Fim de tarde. Sozinho no jardim, espichado na espreguiçadeira, Joel fuma, olhos fechados. Apara a brisa no peito desnudo. Pensa que felicidade, se existir, é assim: farfalhar de folhas, chilreio, tempo que para.

Mas Joel tem um vizinho musical.

A voz de Cartola escorre por cima do muro: 

 

“Bate outra vez

Com esperanças o meu coração

Pois já vai terminando o verão

Enfim”

 

Joel abre os olhos. Pisca.

 

“Volto ao jardim

Com a certeza que devo chorar

Pois bem sei que não queres voltar

Para mim”

 

Apaga o cigarro. Levanta.

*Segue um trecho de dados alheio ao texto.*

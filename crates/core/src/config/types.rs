use std::collections::BTreeMap;
use std::path::PathBuf;
use std::str::FromStr;

use serde::{Deserialize, Serialize};

// ── Node config ─────────────────────────────────────────────────────

/// Node-wide GPU sharing configuration.
///
/// Parsed from a line-oriented `KEY=value` file, with `SGPU_<KEY>`
/// environment overrides. Every rank on a node reads the same file.
#[derive(Debug, Clone, Serialize, Deserialize)]
pub struct NodeConfig {
    /// `MPI_TASKS_PER_NODE`: ranks sharing this node.
    pub ranks_per_node: usize,

    /// `NUM_GPU`: physical devices on this node.
    pub device_count: usize,

    /// `USE_SHARED` selects [`SharingPolicy::Shared`].
    pub policy: SharingPolicy,

    /// `USE_GPU_BLAS`: device-accelerated linear algebra.
    pub use_gpu_blas: bool,

    /// `USE_GPU_CONV`: device-accelerated convolutions.
    pub use_gpu_conv: bool,

    /// `GPU_CPUS_AFF_<i>`: affinity string per device, passed through as-is.
    #[serde(default)]
    pub affinities: BTreeMap<usize, String>,

    /// `LOCK_DIR`: where the named arbitration primitives live.
    pub lock_dir: PathBuf,

    /// `LOCK_NAMESPACE`: prefix of every primitive name, so that unrelated
    /// jobs on one node do not contend.
    pub lock_namespace: String,

    /// `DISPATCH_THREADS`: stream workers per rank. 0 = available parallelism.
    pub dispatch_threads: usize,
}

impl NodeConfig {
    /// Whether any device-accelerated path is requested at all.
    pub fn wants_device(&self) -> bool {
        self.use_gpu_blas || self.use_gpu_conv
    }

    pub fn is_shared(&self) -> bool {
        matches!(self.policy, SharingPolicy::Shared(_))
    }

    /// Affinity string configured for `device`, if any.
    pub fn affinity_for(&self, device: usize) -> Option<&str> {
        self.affinities.get(&device).map(String::as_str)
    }

    /// Print a summary for startup logs.
    pub fn log_summary(&self) {
        tracing::info!(
            ranks_per_node = self.ranks_per_node,
            device_count = self.device_count,
            policy = %self.policy,
            gpu_blas = self.use_gpu_blas,
            gpu_conv = self.use_gpu_conv,
            lock_dir = %self.lock_dir.display(),
            namespace = %self.lock_namespace,
            "node config loaded"
        );
        for (device, aff) in &self.affinities {
            tracing::debug!(device, affinity = %aff, "device affinity");
        }
    }
}

// ── Policies ────────────────────────────────────────────────────────

/// How ranks are mapped onto devices.
#[derive(Debug, Clone, Copy, PartialEq, Eq, Serialize, Deserialize)]
#[serde(tag = "kind", content = "strategy", rename_all = "kebab-case")]
pub enum SharingPolicy {
    /// Deterministic partition, a pure function of (rank, ranks, devices).
    Static(StaticPartition),
    /// Ranks join a node-wide registry; the tie-break picks the device.
    Shared(ShareTieBreak),
}

impl std::fmt::Display for SharingPolicy {
    fn fmt(&self, f: &mut std::fmt::Formatter<'_>) -> std::fmt::Result {
        match self {
            Self::Static(p) => write!(f, "static/{p}"),
            Self::Shared(t) => write!(f, "shared/{t}"),
        }
    }
}

/// Static partition strategy (`STATIC_PARTITION`).
#[derive(Debug, Clone, Copy, PartialEq, Eq, Default, Serialize, Deserialize)]
#[serde(rename_all = "kebab-case")]
pub enum StaticPartition {
    /// `rank mod devices`.
    #[default]
    RoundRobin,
    /// Contiguous balanced blocks: `rank * devices / ranks`.
    Block,
}

/// Device choice for a rank joining the share registry (`SHARE_TIE_BREAK`).
#[derive(Debug, Clone, Copy, PartialEq, Eq, Default, Serialize, Deserialize)]
#[serde(rename_all = "kebab-case")]
pub enum ShareTieBreak {
    /// Device with the fewest current members; ties go to the lowest index.
    #[default]
    LeastLoaded,
    /// Fill the lowest device up to `ceil(ranks / devices)` members first.
    Packed,
}

impl FromStr for StaticPartition {
    type Err = String;

    fn from_str(s: &str) -> Result<Self, Self::Err> {
        match s.trim().to_ascii_lowercase().as_str() {
            "round-robin" | "roundrobin" | "modulo" => Ok(Self::RoundRobin),
            "block" => Ok(Self::Block),
            other => Err(format!("expected 'round-robin' or 'block', got '{other}'")),
        }
    }
}

impl std::fmt::Display for StaticPartition {
    fn fmt(&self, f: &mut std::fmt::Formatter<'_>) -> std::fmt::Result {
        f.write_str(match self {
            Self::RoundRobin => "round-robin",
            Self::Block => "block",
        })
    }
}

impl FromStr for ShareTieBreak {
    type Err = String;

    fn from_str(s: &str) -> Result<Self, Self::Err> {
        match s.trim().to_ascii_lowercase().as_str() {
            "least-loaded" | "leastloaded" => Ok(Self::LeastLoaded),
            "packed" => Ok(Self::Packed),
            other => Err(format!("expected 'least-loaded' or 'packed', got '{other}'")),
        }
    }
}

impl std::fmt::Display for ShareTieBreak {
    fn fmt(&self, f: &mut std::fmt::Formatter<'_>) -> std::fmt::Result {
        f.write_str(match self {
            Self::LeastLoaded => "least-loaded",
            Self::Packed => "packed",
        })
    }
}
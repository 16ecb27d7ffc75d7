//! Featured title banner at the top of the home page.

use leptos::prelude::*;
use marquee_core::TitleRecord;

use super::icons;
use crate::router::use_router;
use crate::types::Route;

/// Full-height banner for `title` with a play button.
#[component]
pub fn HeroSection(title: TitleRecord) -> impl IntoView {
    let router = use_router();
    let route = Route::Watch(title.id.clone());
    let image = title.poster_url().unwrap_or_default().to_string();

    view! {
        <section class="hero" data-testid="hero">
            <div class="hero-backdrop">
                <img src=image alt=title.title.clone() />
                <div class="hero-fade" />
            </div>
            <div class="hero-content">
                <h1 class="hero-title">{title.title.clone()}</h1>
                <div class="hero-meta">
                    <span class="hero-year">{title.year}</span>
                    <span class="badge">{title.rating.clone()}</span>
                    <span>{title.duration.clone()}</span>
                    <span class="badge badge-outline">"HD"</span>
                </div>
                {title.description.clone().map(|description| view! {
                    <p class="hero-description">{description}</p>
                })}
                <div class="hero-actions">
                    <button class="btn btn-play" on:click=move |_| router.navigate(route.clone())>
                        <svg viewBox="0 0 24 24" width="24" height="24" fill="currentColor">
                            <path d=icons::PLAY />
                        </svg>
                        "Play"
                    </button>
                    <button class="btn btn-secondary">
                        <svg viewBox="0 0 24 24" width="24" height="24" fill="currentColor">
                            <path d=icons::INFO />
                        </svg>
                        "More Info"
                    </button>
                </div>
            </div>
        </section>
    }
}
impl StreamingSession {
    /// Create an idle session that will build engines with `factory`.
    pub fn new(factory: Box<dyn EngineFactory>, config: &PlayerConfig) -> Self {
        Self {
            factory,
            engine_config: config.engine.clone(),
            recovery: config.recovery,
            sort_levels: config.sort_levels,
            engine: None,
            state: SessionState::Uninitialized,
            source: None,
            token: SourceToken::default(),
            levels: Vec::new(),
            qualities: vec![QualityLevel::auto()],
            selected_quality_id: AUTO_QUALITY_ID,
            current_quality_label: AUTO_QUALITY_LABEL.to_string(),
            network_retries_used: 0,
            media_recoveries_used: 0,
        }
    }

    /// Current state.
    #[must_use]
    pub const fn state(&self) -> SessionState {
        self.state
    }

    /// Token of the current load.
    #[must_use]
    pub const fn token(&self) -> SourceToken {
        self.token
    }

    /// The source of the current load, if any.
    #[must_use]
    pub const fn source(&self) -> Option<&PlaybackSource> {
        self.source.as_ref()
    }

    /// Quality menu, automatic entry first.
    #[must_use]
    pub fn qualities(&self) -> &[QualityLevel] {
        &self.qualities
    }

    /// Id of the menu entry the user selected.
    #[must_use]
    pub const fn selected_quality_id(&self) -> i32 {
        self.selected_quality_id
    }

    /// Label of the level currently playing.
    #[must_use]
    pub fn current_quality_label(&self) -> &str {
        &self.current_quality_label
    }

    /// Assign a new source, releasing whatever the previous one held.
    pub fn load<S>(&mut self, source: PlaybackSource, surface: &mut S) -> SourceToken
    where
        S: PlaybackSurface + ?Sized,
    {
        self.release_engine();
        self.reset_quality();
        self.refill_recovery_budget();
        self.token = SourceToken(self.token.0.wrapping_add(1));

        self.state = if source.is_segmented {
            if self.factory.is_supported() {
                let mut engine = self.factory.create(&self.engine_config);
                engine.load_source(&source.url);
                engine.attach_media();
                self.engine = Some(engine);
                SessionState::Loading
            } else if surface.can_play_segmented_natively() {
                surface.set_source(&source.url);
                SessionState::NativeFallback
            } else {
                warn!(
                    "No adaptive engine or native support for segmented source {}",
                    source.url
                );
                SessionState::Unsupported
            }
        } else {
            surface.set_source(&source.url);
            SessionState::Direct
        };

        info!("Session {} for {}", self.state, source.url);
        self.source = Some(source);
        self.token
    }

    /// Release the engine on unmount. The session can be loaded again.
    pub fn unload(&mut self) {
        self.release_engine();
        self.reset_quality();
        self.source = None;
        self.state = SessionState::Uninitialized;
        // Outstanding callbacks belong to the released engine.
        self.token = SourceToken(self.token.0.wrapping_add(1));
    }

    /// Apply an engine event. Returns whether the event was accepted.
    pub fn handle_event(&mut self, token: SourceToken, event: EngineEvent) -> bool {
        if token != self.token || !self.state.has_engine() || self.engine.is_none() {
            debug!("Ignoring engine event in state {}: {:?}", self.state, event);
            return false;
        }

        match event {
            EngineEvent::ManifestParsed { levels } => {
                info!("Manifest parsed, found {} quality levels", levels.len());
                self.qualities = quality_menu(&levels, self.sort_levels);
                self.levels = levels;
                self.state = SessionState::Ready;
                self.refill_recovery_budget();
                true
            }
            EngineEvent::LevelSwitched { level } => {
                let switched = self.on_level_switched(level);
                if switched {
                    self.refill_recovery_budget();
                }
                switched
            }
            EngineEvent::Error(err) => {
                self.on_engine_error(&err);
                true
            }
        }
    }

    /// Select a quality menu entry. The playing label follows asynchronously
    /// through the next level-switch event.
    pub fn select_quality(&mut self, id: i32) -> bool {
        if !self.qualities.iter().any(|q| q.id == id) {
            warn!("Ignoring unknown quality level {}", id);
            return false;
        }

        self.selected_quality_id = id;
        if let Some(engine) = self.engine.as_mut() {
            engine.set_current_level(id);
        }
        true
    }

    fn on_level_switched(&mut self, level: usize) -> bool {
        if self.state != SessionState::Ready {
            debug!("Level switch to {} before manifest was parsed", level);
            return false;
        }
        let Some(info) = self.levels.get(level) else {
            debug!("Level switch to unknown level {}", level);
            return false;
        };
        let auto_enabled = self
            .engine
            .as_ref()
            .is_some_and(|engine| engine.auto_level_enabled());
        self.current_quality_label = current_level_label(info, auto_enabled);
        debug!("Switched to {}", self.current_quality_label);
        true
    }

    fn on_engine_error(&mut self, err: &EngineError) {
        if !err.fatal {
            debug!("Non-fatal {} error: {}", err.category, err.details);
            return;
        }

        match err.category {
            ErrorCategory::Network => {
                if self.network_retries_used < self.recovery.network_retries {
                    self.network_retries_used += 1;
                    error!("Network error ({}), attempting to recover...", err.details);
                    if let Some(engine) = self.engine.as_mut() {
                        engine.start_load();
                    }
                } else {
                    warn!(
                        "Network error ({}), retry budget exhausted; playback stalled",
                        err.details
                    );
                }
            }
            ErrorCategory::Media => {
                if self.media_recoveries_used < self.recovery.media_recoveries {
                    self.media_recoveries_used += 1;
                    error!("Media error ({}), attempting to recover...", err.details);
                    if let Some(engine) = self.engine.as_mut() {
                        engine.recover_media_error();
                    }
                } else {
                    warn!(
                        "Media error ({}), recovery budget exhausted; playback stalled",
                        err.details
                    );
                }
            }
            ErrorCategory::Other => {
                error!("Fatal error ({}), cannot recover", err.details);
                self.release_engine();
                self.state = SessionState::Destroyed;
            }
        }
    }

    fn refill_recovery_budget(&mut self) {
        self.network_retries_used = 0;
        self.media_recoveries_used = 0;
    }

    fn reset_quality(&mut self) {
        self.levels.clear();
        self.qualities = vec![QualityLevel::auto()];
        self.selected_quality_id = AUTO_QUALITY_ID;
        self.current_quality_label = AUTO_QUALITY_LABEL.to_string();
    }

    fn release_engine(&mut self) {
        if let Some(mut engine) = self.engine.take() {
            debug!("Destroying adaptive engine");
            engine.destroy();
        }
    }
}
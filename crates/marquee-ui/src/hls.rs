//! hls.js bindings.
//!
//! [`HlsEngineFactory`] backs the core [`EngineFactory`] with the global
//! `Hls` class loaded from `index.html`. Engine events are forwarded to an
//! [`EngineSink`] together with the [`SourceToken`] of the load that created
//! the engine, so events from a torn-down engine are recognisably stale.

use std::cell::{Cell, RefCell};
use std::rc::Rc;

use marquee_core::{
    AdaptiveEngine, EngineConfig, EngineError, EngineEvent, EngineFactory, ErrorCategory,
    LevelInfo, SourceToken,
};
use serde::Serialize;
use wasm_bindgen::prelude::*;
use web_sys::HtmlMediaElement;

#[wasm_bindgen]
extern "C" {
    /// The hls.js player class.
    type Hls;

    #[wasm_bindgen(constructor, catch)]
    fn new(config: &JsValue) -> Result<Hls, JsValue>;

    #[wasm_bindgen(static_method_of = Hls, js_name = isSupported, catch)]
    fn is_supported() -> Result<bool, JsValue>;

    #[wasm_bindgen(method, js_name = loadSource)]
    fn load_source(this: &Hls, url: &str);

    #[wasm_bindgen(method, js_name = attachMedia)]
    fn attach_media(this: &Hls, media: &HtmlMediaElement);

    #[wasm_bindgen(method, js_name = startLoad)]
    fn start_load(this: &Hls);

    #[wasm_bindgen(method, js_name = recoverMediaError)]
    fn recover_media_error(this: &Hls);

    #[wasm_bindgen(method, setter = currentLevel)]
    fn set_current_level(this: &Hls, level: i32);

    #[wasm_bindgen(method, getter = autoLevelEnabled)]
    fn auto_level_enabled(this: &Hls) -> bool;

    #[wasm_bindgen(method)]
    fn destroy(this: &Hls);

    #[wasm_bindgen(method)]
    fn on(this: &Hls, event: &str, listener: &Closure<dyn FnMut(JsValue, JsValue)>);
}

/// hls.js event names.
pub mod events {
    /// Manifest parsed, renditions known.
    pub const MANIFEST_PARSED: &str = "hlsManifestParsed";
    /// Active rendition changed.
    pub const LEVEL_SWITCHED: &str = "hlsLevelSwitched";
    /// Any error.
    pub const ERROR: &str = "hlsError";
}

/// hls.js error type for fetch failures.
const NETWORK_ERROR: &str = "networkError";
/// hls.js error type for demux/decode failures.
const MEDIA_ERROR: &str = "mediaError";

/// Receives engine events tagged with the load they belong to.
pub type EngineSink = Rc<dyn Fn(SourceToken, EngineEvent)>;

/// Constructor options understood by hls.js.
#[derive(Debug, Clone, PartialEq, Eq, Serialize)]
#[serde(rename_all = "camelCase")]
pub struct HlsConfig {
    /// `enableWorker`.
    pub enable_worker: bool,
    /// `lowLatencyMode`.
    pub low_latency_mode: bool,
    /// `backBufferLength`, seconds.
    pub back_buffer_length: u32,
}

impl From<&EngineConfig> for HlsConfig {
    fn from(config: &EngineConfig) -> Self {
        Self {
            enable_worker: config.enable_worker,
            low_latency_mode: config.low_latency_mode,
            back_buffer_length: config.back_buffer_length_secs,
        }
    }
}

/// Map an hls.js error type to the core category.
#[must_use]
pub fn error_category(error_type: &str) -> ErrorCategory {
    match error_type {
        NETWORK_ERROR => ErrorCategory::Network,
        MEDIA_ERROR => ErrorCategory::Media,
        _ => ErrorCategory::Other,
    }
}

fn field(data: &JsValue, key: &str) -> JsValue {
    js_sys::Reflect::get(data, &JsValue::from_str(key)).unwrap_or(JsValue::UNDEFINED)
}

fn number_field(data: &JsValue, key: &str) -> Option<f64> {
    field(data, key).as_f64().filter(|n| n.is_finite() && *n >= 0.0)
}

fn parse_levels(data: &JsValue) -> Vec<LevelInfo> {
    let levels = field(data, "levels");
    if !js_sys::Array::is_array(&levels) {
        return Vec::new();
    }
    js_sys::Array::from(&levels)
        .iter()
        .map(|level| LevelInfo {
            height: number_field(&level, "height").unwrap_or(0.0) as u32,
            bitrate: number_field(&level, "bitrate").unwrap_or(0.0) as u64,
        })
        .collect()
}

fn parse_error(data: &JsValue) -> EngineError {
    let category = error_category(&field(data, "type").as_string().unwrap_or_default());
    let details = field(data, "details").as_string().unwrap_or_default();
    if field(data, "fatal").as_bool().unwrap_or(false) {
        EngineError::fatal(category, details)
    } else {
        EngineError::recoverable(category, details)
    }
}

/// Slot the host fills with the token of the load that created an engine.
type TokenSlot = Rc<Cell<Option<SourceToken>>>;

/// An hls.js instance bound to one video element.
struct HlsEngine {
    hls: Hls,
    media: HtmlMediaElement,
    listeners: Vec<Closure<dyn FnMut(JsValue, JsValue)>>,
}

impl HlsEngine {
    fn new(hls: Hls, media: HtmlMediaElement, slot: &TokenSlot, sink: &EngineSink) -> Self {
        let mut engine = Self {
            hls,
            media,
            listeners: Vec::with_capacity(3),
        };
        engine.listen(events::MANIFEST_PARSED, slot, sink, |data| {
            Some(EngineEvent::ManifestParsed {
                levels: parse_levels(data),
            })
        });
        engine.listen(events::LEVEL_SWITCHED, slot, sink, |data| {
            number_field(data, "level").map(|level| EngineEvent::LevelSwitched {
                level: level as usize,
            })
        });
        engine.listen(events::ERROR, slot, sink, |data| {
            Some(EngineEvent::Error(parse_error(data)))
        });
        engine
    }

    fn listen(
        &mut self,
        event: &'static str,
        slot: &TokenSlot,
        sink: &EngineSink,
        parse: fn(&JsValue) -> Option<EngineEvent>,
    ) {
        let slot = Rc::clone(slot);
        let sink = Rc::clone(sink);
        let listener = Closure::new(move |_event: JsValue, data: JsValue| {
            let Some(token) = slot.get() else {
                leptos::logging::warn!("hls.js {} before the load was bound", event);
                return;
            };
            if let Some(parsed) = parse(&data) {
                sink(token, parsed);
            }
        });
        self.hls.on(event, &listener);
        self.listeners.push(listener);
    }
}

impl AdaptiveEngine for HlsEngine {
    fn load_source(&mut self, url: &str) {
        self.hls.load_source(url);
    }

    fn attach_media(&mut self) {
        self.hls.attach_media(&self.media);
    }

    fn start_load(&mut self) {
        self.hls.start_load();
    }

    fn recover_media_error(&mut self) {
        self.hls.recover_media_error();
    }

    fn set_current_level(&mut self, level: i32) {
        self.hls.set_current_level(level);
    }

    fn auto_level_enabled(&self) -> bool {
        self.hls.auto_level_enabled()
    }

    fn destroy(&mut self) {
        self.hls.destroy();
        self.listeners.clear();
    }
}

/// Hands the token returned by a load to the engine that load created.
#[derive(Clone, Default)]
pub struct EngineBinder {
    pending: Rc<RefCell<Option<TokenSlot>>>,
}

impl EngineBinder {
    /// Bind the most recently created engine to `token`.
    ///
    /// Does nothing when the last load created no engine.
    pub fn bind(&self, token: SourceToken) {
        if let Some(slot) = self.pending.borrow_mut().take() {
            slot.set(Some(token));
        }
    }
}

/// Creates hls.js engines for one video element.
pub struct HlsEngineFactory {
    media: HtmlMediaElement,
    sink: EngineSink,
    binder: EngineBinder,
}

impl HlsEngineFactory {
    /// Factory for engines attached to `media`, reporting to `sink`.
    pub fn new(media: HtmlMediaElement, sink: EngineSink) -> Self {
        Self {
            media,
            sink,
            binder: EngineBinder::default(),
        }
    }

    /// Binder for the tokens of engines this factory creates.
    #[must_use]
    pub fn binder(&self) -> EngineBinder {
        self.binder.clone()
    }
}

impl EngineFactory for HlsEngineFactory {
    fn is_supported(&self) -> bool {
        let defined = web_sys::window()
            .and_then(|w| js_sys::Reflect::get(&w, &JsValue::from_str("Hls")).ok())
            .is_some_and(|hls| hls.is_function());
        defined && Hls::is_supported().unwrap_or(false)
    }

    fn create(&self, config: &EngineConfig) -> Box<dyn AdaptiveEngine> {
        let options = serde_wasm_bindgen::to_value(&HlsConfig::from(config)).unwrap_or_else(|e| {
            leptos::logging::error!("Failed to serialize hls.js config: {}", e);
            JsValue::UNDEFINED
        });
        let slot: TokenSlot = Rc::new(Cell::new(None));
        *self.binder.pending.borrow_mut() = Some(Rc::clone(&slot));

        match Hls::new(&options) {
            Ok(hls) => Box::new(HlsEngine::new(hls, self.media.clone(), &slot, &self.sink)),
            Err(e) => {
                leptos::logging::error!("hls.js construction failed: {:?}", e);
                Box::new(DetachedEngine)
            }
        }
    }
}

/// Stand-in when hls.js throws on construction. Reports nothing, so the
/// player stays in its loading state with the poster shown.
struct DetachedEngine;

impl AdaptiveEngine for DetachedEngine {
    fn load_source(&mut self, _url: &str) {}

    fn attach_media(&mut self) {}

    fn start_load(&mut self) {}

    fn recover_media_error(&mut self) {}

    fn set_current_level(&mut self, _level: i32) {}

    fn auto_level_enabled(&self) -> bool {
        true
    }

    fn destroy(&mut self) {}
}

Caminha. 

 

“Queixo-me às rosas

Que bobagem as rosas não falam

Simplesmente as rosas exalam

O perfume que roubam de ti, ai…”

 

Joel olhando o canteiro. Mato que só, roseiras sem rosa, espinhos. 

 

“Devias vir

Para ver os meus olhos tristonhos

E, quem sabe, sonhavas meus sonhos

Por fim”

 

Canteiro abandonado, Joel inerte. Rosas havia, que Vera plantou, regou. Cheirou. Partiu. Seus outros sonhos a sonhar.

Brisa que sopra, quietude, roseiras. Joel ao fundo, coração que bate. Outra vez. Em descompasso. Sem fim.